Last year there was a rather large issue in the US when Mr William Merideth fired his shotgun at a drone flying overhead. After the resulting crash, he was charged with a crime and the drone (or what was left) returned to its owner. In his court date, Meredith claimed that the drone was flying overhead while his daughters were outside and he acted in defence, a verdict that the judge seemed to share as he ruled the drone invaded his privacy. Now the law turns the other way, with David Boggs, the drone owner, filing a federal lawsuit.
The lawsuit is focused in two areas, the $1,500 in damages that the drone was estimated to cost and a ruling on if his flight back in July 2015 did actually constitute trespassing. In a civil complaint, Bogg’s lawyer references a section of the U.S. code stating that “The United States Government has exclusive sovereignty of airspace of the United States.”
With the laws regarding drones becoming contested and argued on a daily basis, it could be an interesting case to keep track of. The U.S. code mentioned above goes on to state that “The airspace, therefore, is not subject to private ownership nor can the flight of an aircraft within the navigable airspace of the United States constitute a trespass.”, raising the question that with the older laws, does a drone constitute an aircraft?

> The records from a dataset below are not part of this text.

//! A single poll pass over an ordered mailbox list.

use mailbox_status::{MailboxCounters, StatusSource};

/// One mailbox's result within a poll pass.
#[derive(Debug, Clone, PartialEq, Eq)]
pub struct MailboxStatus {
    /// The mailbox name, as configured.
    pub name: String,

    /// The counters reported for this pass.
    pub counters: MailboxCounters,
}

/// The outcome of one complete poll pass.
#[derive(Debug, Clone, PartialEq, Eq)]
pub struct PollOutcome {
    /// Whether any mailbox in this pass reported unseen mail.
    pub new_mail: bool,

    /// Per-mailbox results, in list order.
    pub statuses: Vec<MailboxStatus>,
}

/// Run one poll pass: query every mailbox in list order and OR-reduce
/// the unseen indicators into the new-mail flag.
///
/// Every mailbox is queried even after unseen mail is found, so the
/// results stay complete. A failing query aborts the pass.
pub async fn run<S>(source: &mut S, mailboxes: &[String]) -> Result<PollOutcome, S::Error>
where
    S: StatusSource,
{
    let mut new_mail = false;
    let mut statuses = Vec::with_capacity(mailboxes.len());

    for name in mailboxes {
        let counters = source.query(name).await?;
        new_mail |= counters.has_unseen();

        tracing::debug!(
            mailbox = %name,
            total = counters.total,
            recent = counters.recent,
            unseen = counters.unseen,
            "mailbox status"
        );

        statuses.push(MailboxStatus {
            name: name.clone(),
            counters,
        });
    }

    Ok(PollOutcome { new_mail, statuses })
}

Ryan Calo spoke to Ars Technica regarding the matter and mentioned the legal concept of “ad coelum et ad inferos”, translated as “to the heavens and to hell” meaning that a land owner controls everything above and below the earth. This concept is normally applied to items underground such as minerals, oil or gas so is rarely used in regards to the skies, an area that the Federal aviation authority would argue with in its recent claims that it is responsible for everything that flies.